LADBROKES “had no alternative but to move offshore,” the British bookmaker’s head of online said today, but refused to criticize the UK government for its tax policies on gambling.
Hours after the company’s half-year update, in which Ladbrokes revealed that it is to move its online betting division to Gibraltar, egaming head John O’Reilly said he was “not critical of the government, as there are many issues to deal with.”
“Even it’s not just about tax level for online betting, there are loads of other issues like VAT, corporation tax, other costs and so on to consider,” he said.
“The Department of Culture Media and Sport (DCMS) needs to find the right framework to ensure that the Gambling Act priorities are realised: to protect consumers, to ensure games are fair and to keep crime out of gambling.”

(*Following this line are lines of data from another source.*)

//! Integration tests for the data preparation pipeline.
//!
//! These exercise the pipeline end to end over tempdir fixtures, verifying
//! the invariants that hold after cleaning and feature engineering.

use bankprep::{Cleaner, FeatureEngineer, Pipeline, PipelineConfig, TableSchema};
use polars::io::csv::read::{CsvParseOptions, CsvReadOptions};
use polars::prelude::*;
use pretty_assertions::assert_eq;
use std::io::Write;
use std::path::Path;
use tempfile::tempdir;

// ============================================================================
// Helper Functions
// ============================================================================

/// Write a small semicolon-delimited bank-marketing-style fixture.
fn write_fixture(path: &Path) {
    let mut file = std::fs::File::create(path).expect("create fixture");
    writeln!(file, "age;job;marital;duration;campaign;previous;y").unwrap();
    writeln!(file, "25;admin.;married;10;1;0;no").unwrap();
    writeln!(file, "40;unknown;single;20;2;1;no").unwrap();
    writeln!(file, "35;technician;married;30;1;0;no").unwrap();
    writeln!(file, "80;services;unknown;10000;3;2;yes").unwrap();
    writeln!(file, "52;admin.;single;40;2;1;no").unwrap();
    writeln!(file, "29;technician;married;25;1;0;yes").unwrap();
}

fn pipeline_config(data_dir: &Path, output_dir: &Path) -> PipelineConfig {
    PipelineConfig::builder()
        .data_dir(data_dir)
        .output_dir(output_dir)
        .data_url("http://invalid.localhost/unused.zip")
        .build()
        .expect("valid config")
}

// ============================================================================
// Full Pipeline Tests
// ============================================================================

#[test]
fn test_full_pipeline_over_cached_fixture() {
    let dir = tempdir().unwrap();
    let data_dir = dir.path().join("data");
    let output_dir = dir.path().join("outputs");

    let config = pipeline_config(&data_dir, &output_dir);
    let data_path = config.data_path();
    std::fs::create_dir_all(data_path.parent().unwrap()).unwrap();
    write_fixture(&data_path);

    let summary = Pipeline::new(config).run().expect("pipeline run");

    assert_eq!(summary.shape_before, (6, 7));
    // Seven original columns plus three engineered ones, row count preserved
    assert_eq!(summary.shape_after, (6, 10));
    assert!(summary.output_path.exists());
    assert!(output_dir.join("eda_report.txt").exists());
    assert!(output_dir.join("eda_report.json").exists());
    assert!(output_dir.join("plots/hist_age.txt").exists());
    assert!(output_dir.join("plots/missingness.txt").exists());
    assert!(!summary.processing_steps.is_empty());
}

#[test]
fn test_full_pipeline_output_is_clean_and_scaled() {
    let dir = tempdir().unwrap();
    let data_dir = dir.path().join("data");
    let output_dir = dir.path().join("outputs");

    let config = pipeline_config(&data_dir, &output_dir);
    let data_path = config.data_path();
    std::fs::create_dir_all(data_path.parent().unwrap()).unwrap();
    write_fixture(&data_path);

    let summary = Pipeline::new(config).run().expect("pipeline run");

    let processed = CsvReadOptions::default()
        .with_has_header(true)
        .try_into_reader_with_file_path(Some(summary.output_path.clone()))
        .expect("reader")
        .finish()
        .expect("read processed.csv");

    // Engineered columns present
    for col in ["age_bucket", "duration_log", "campaign_prev_ratio"] {
        assert!(processed.column(col).is_ok(), "missing column {}", col);
    }

    // No missing values, no 'unknown' anywhere
    for col in processed.get_columns() {
        assert_eq!(col.null_count(), 0, "column {} has nulls", col.name());
        if matches!(col.dtype(), DataType::String) {
            let series = col.as_materialized_series().clone();
            let str_chunked = series.str().unwrap();
            for v in str_chunked.into_iter().flatten() {
                assert_ne!(v, "unknown");
            }
        }
    }

    // Every numeric column mean within tolerance of 0
    for col in processed.get_columns() {
        if matches!(col.dtype(), DataType::Float64) {
            let values: Vec<f64> = col
                .as_materialized_series()
                .f64()
                .unwrap()
                .into_iter()
                .flatten()
                .collect();
            let mean = values.iter().sum::<f64>() / values.len() as f64;
            assert!(
                mean.abs() < 1e-6,
                "column {} has mean {}",
                col.name(),
                mean
            );
        }
    }
}

#[test]
fn test_pipeline_skip_reports() {
    let dir = tempdir().unwrap();
    let data_dir = dir.path().join("data");
    let output_dir = dir.path().join("outputs");

    let config = PipelineConfig::builder()
        .data_dir(&data_dir)
        .output_dir(&output_dir)
        .data_url("http://invalid.localhost/unused.zip")
        .generate_reports(false)
        .build()
        .unwrap();
    let data_path = config.data_path();
    std::fs::create_dir_all(data_path.parent().unwrap()).unwrap();
    write_fixture(&data_path);

    let summary = Pipeline::new(config).run().expect("pipeline run");

    assert!(summary.output_path.exists());
    assert!(!output_dir.join("eda_report.txt").exists());
}

// ============================================================================
// Transform Chain Tests
// ============================================================================

#[test]
fn test_clean_then_features_on_loaded_fixture() {
    let dir = tempdir().unwrap();
    let data_path = dir.path().join("bank.csv");
    write_fixture(&data_path);

    let df = bankprep::fetch::read_semicolon_csv(&data_path).unwrap();
    let schema = TableSchema::from_dataframe(&df);
    let mut steps = Vec::new();

    let cleaned = Cleaner::clean(df, &schema, 1.5, &mut steps).unwrap();

    // Sentinel gone from both categorical columns that carried it
    for name in ["job", "marital"] {
        let col = cleaned.column(name).unwrap();
        assert_eq!(col.null_count(), 0);
        let series = col.as_materialized_series().clone();
        for v in series.str().unwrap().into_iter().flatten() {
            assert_ne!(v, "unknown");
        }
    }

    let out = FeatureEngineer::create_features_and_scale(cleaned, &schema, &mut steps).unwrap();
    assert_eq!(out.height(), 6);
    for col in out.get_columns() {
        assert_eq!(col.null_count(), 0);
    }
}

#[test]
fn test_clean_is_idempotent_on_fixture() {
    let dir = tempdir().unwrap();
    let data_path = dir.path().join("bank.csv");
    write_fixture(&data_path);

    let df = bankprep::fetch::read_semicolon_csv(&data_path).unwrap();
    let schema = TableSchema::from_dataframe(&df);

    let mut steps = Vec::new();
    let once = Cleaner::clean(df, &schema, 1.5, &mut steps).unwrap();
    let twice = Cleaner::clean(once.clone(), &schema, 1.5, &mut steps).unwrap();

    assert!(once.equals(&twice));
}

#[test]
fn test_semicolon_parsing_types_columns() {
    let dir = tempdir().unwrap();
    let data_path = dir.path().join("bank.csv");
    write_fixture(&data_path);

    let df = bankprep::fetch::read_semicolon_csv(&data_path).unwrap();
    let schema = TableSchema::from_dataframe(&df);

    assert_eq!(
        schema.numeric_columns(),
        vec!["age", "campaign", "duration", "previous"]
    );
    assert_eq!(schema.categorical_columns(), vec!["job", "marital", "y"]);
}

#[test]
fn test_fixture_roundtrip_with_explicit_parse_options() {
    let dir = tempdir().unwrap();
    let data_path = dir.path().join("bank.csv");
    write_fixture(&data_path);

    let df = CsvReadOptions::default()
        .with_has_header(true)
        .with_parse_options(CsvParseOptions::default().with_separator(b';'))
        .try_into_reader_with_file_path(Some(data_path))
        .unwrap()
        .finish()
        .unwrap();

    assert_eq!(df.shape(), (6, 7));
}
//! Dataset acquisition and parsing.
//!
//! Ensures the UCI Bank Marketing CSV exists locally, downloading and
//! extracting the archive on first run, then parses the semicolon-delimited
//! file into a DataFrame. Network and extraction failures are fatal for the
//! run; there is no retry policy.

use crate::config::PipelineConfig;
use crate::error::{PrepError, Result};
use polars::io::csv::read::{CsvParseOptions, CsvReadOptions};
use polars::prelude::*;
use std::io::Cursor;
use std::path::Path;
use tracing::info;

/// Ensure the dataset CSV exists locally and load it.
///
/// Downloads and extracts the configured archive when the cached file is
/// absent, then parses it with `;` as the separator.
pub fn ensure_data(config: &PipelineConfig) -> Result<DataFrame> {
    let data_path = config.data_path();
    if !data_path.exists() {
        info!("Dataset not cached; downloading from {}", config.data_url);
        download_and_extract(&config.data_url, &config.data_dir)?;
        if !data_path.exists() {
            return Err(PrepError::DownloadFailed {
                url: config.data_url.clone(),
                reason: format!(
                    "archive did not contain expected file {}",
                    data_path.display()
                ),
            });
        }
    }
    read_semicolon_csv(&data_path)
}

/// Download a zip archive and extract it into `data_dir`.
pub fn download_and_extract(url: &str, data_dir: &Path) -> Result<()> {
    std::fs::create_dir_all(data_dir)?;

    let response = reqwest::blocking::get(url)?.error_for_status()?;
    let bytes = response.bytes()?;
    info!("Downloaded {} bytes, extracting...", bytes.len());

    let mut archive = ::zip::ZipArchive::new(Cursor::new(bytes))?;
    archive.extract(data_dir)?;
    info!("Extracted archive to {}", data_dir.display());
    Ok(())
}

/// Parse a semicolon-delimited CSV with headers and schema inference.
pub fn read_semicolon_csv(path: &Path) -> Result<DataFrame> {
    let df = CsvReadOptions::default()
        .with_has_header(true)
        .with_infer_schema_length(Some(100))
        .with_parse_options(
            CsvParseOptions::default()
                .with_separator(b';')
                .with_quote_char(Some(b'"')),
        )
        .try_into_reader_with_file_path(Some(path.to_path_buf()))?
        .finish()?;

    info!("Dataset loaded: {:?}", df.shape());
    Ok(df)
}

O’Reilly’s views contrast with those of William Hill boss Ralph Topping, who this week said that the government had failed to live up to its promises on gambling taxes.
Commenting on the company’s H1 results, O’Reilly said that net gaming revenue was lower than hoped and results were down due to lower yields from high-staking players, but that the signs for Ladbrokes egaming are positive.
“Ladbrokes egaming has been very successful at growing organically over the past seven years without much capital expenditure, and we will do more. Having a sticky six months doesn’t mean the business model isn’t right,” he said.
“Gambling isn’t recession proof but it has been fairly resilient and the signs for egaming are positive: people want to play online, the sign ups show that and broadband penetration levels will keep on increasing. We plan to consolidate out H1 position in the UK sportsbook space and our relaunched sports betting site during Q4 will do that.”
O’Reilly continued that Ladbrokes plans to increasingly diversify its business away from the UK, which accounts for 72% of revenue.
“EU regulation is tough but really it has to be seen as upside: even though we’re still fighting for our rights to work in Holland and Germany, other markets such as Italy have shown there has been progress,” he said.